To address these conditions, many firms are accelerating procurement schedules and securing major equipment packages earlier in the design process. STO reports that some project teams are locking in factory production slots before design completion in an effort to reduce schedule exposure and limit the impact of future pricing increases. The firm also notes increasing use of multi-source procurement strategies, domestic sourcing options and aggregated purchasing approaches to improve supply chain flexibility and material availability.

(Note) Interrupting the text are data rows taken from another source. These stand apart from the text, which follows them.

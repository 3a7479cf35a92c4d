//! Audit sink — every gating decision the validator makes leaves a trace.
//!
//! Entries carry codes and ids only. No key material, no ciphertext, no
//! plaintext ever reaches the sink.

use async_trait::async_trait;
use parking_lot::Mutex;
use serde::Serialize;

/// One audit entry.
#[derive(Debug, Clone, Serialize)]
pub struct AuditEvent {
    /// e.g. "key_exchange_init", "message_store", "session_expired"
    pub event_type: String,
    pub session_id: Option<String>,
    pub user_id: Option<String>,
    /// Outcome description: "accepted" or the stable rejection code.
    pub details: String,
    pub ip: String,
    /// Milliseconds since epoch, from the validator's clock.
    pub timestamp: i64,
}

#[async_trait]
pub trait AuditSink: Send + Sync {
    async fn record(&self, event: AuditEvent);
}

/// Emits audit entries as structured tracing events.
#[derive(Debug, Default, Clone, Copy)]
pub struct TracingAudit;

#[async_trait]
impl AuditSink for TracingAudit {
    async fn record(&self, event: AuditEvent) {
        tracing::info!(
            target: "ql_relay::audit",
            event_type = %event.event_type,
            session_id = event.session_id.as_deref().unwrap_or("-"),
            user_id = event.user_id.as_deref().unwrap_or("-"),
            details = %event.details,
            ip = %event.ip,
            timestamp = event.timestamp,
            "audit"
        );
    }
}

/// Collects entries in memory so tests can assert on them.
#[derive(Default)]
pub struct MemoryAudit {
    events: Mutex<Vec<AuditEvent>>,
}

impl MemoryAudit {
    pub fn new() -> Self {
        Self::default()
    }

    pub fn snapshot(&self) -> Vec<AuditEvent> {
        self.events.lock().clone()
    }
}

#[async_trait]
impl AuditSink for MemoryAudit {
    async fn record(&self, event: AuditEvent) {
        self.events.lock().push(event);
    }
}
//! Identity directory collaborator — long-term verification keys by user id.
//!
//! Registration, password handling, and the directory's own storage are
//! external; the validator only ever asks two questions: does this user
//! exist, and what is their signing key.

use std::collections::HashMap;

use async_trait::async_trait;
use parking_lot::RwLock;

use crate::error::StoreError;

#[async_trait]
pub trait DirectoryLookup: Send + Sync {
    /// Whether a user id is known to the directory.
    async fn exists(&self, user_id: &str) -> Result<bool, StoreError>;

    /// The user's RSA-PSS verification key as SubjectPublicKeyInfo DER.
    /// `None` when the user exists but never registered a signing key.
    async fn signing_key_spki(&self, user_id: &str) -> Result<Option<Vec<u8>>, StoreError>;
}

/// In-memory directory for tests and single-process deployments.
#[derive(Default)]
pub struct MemoryDirectory {
    users: RwLock<HashMap<String, Option<Vec<u8>>>>,
}

impl MemoryDirectory {
    pub fn new() -> Self {
        Self::default()
    }

    /// Register a user with their signing verification key.
    pub fn register(&self, user_id: &str, signing_spki: Vec<u8>) {
        self.users
            .write()
            .insert(user_id.to_string(), Some(signing_spki));
    }

    /// Register a user that has no signing key (exercises `NoSigningKey`).
    pub fn register_without_key(&self, user_id: &str) {
        self.users.write().insert(user_id.to_string(), None);
    }
}

#[async_trait]
impl DirectoryLookup for MemoryDirectory {
    async fn exists(&self, user_id: &str) -> Result<bool, StoreError> {
        Ok(self.users.read().contains_key(user_id))
    }

    async fn signing_key_spki(&self, user_id: &str) -> Result<Option<Vec<u8>>, StoreError> {
        Ok(self.users.read().get(user_id).cloned().flatten())
    }
}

Robins & Morton reports using similar approaches across healthcare and technology-focused projects. According to Thibeaux, project teams are closely monitoring pricing trends and evaluating opportunities for early-release packages, advance equipment purchases and alternative material selections when schedule or budget concerns arise.
Subcontractor capacity and financial stability are also receiving increased attention. STO notes that material escalation, freight surcharges and margin pressure are placing additional
strain on portions of the subcontractor market, particularly among trades with significant exposure to copper, aluminum, polymers and other volatile inputs. As a result, some contractors are placing greater emphasis on procurement structures that reduce disruption associated with material volatility and procurement delays.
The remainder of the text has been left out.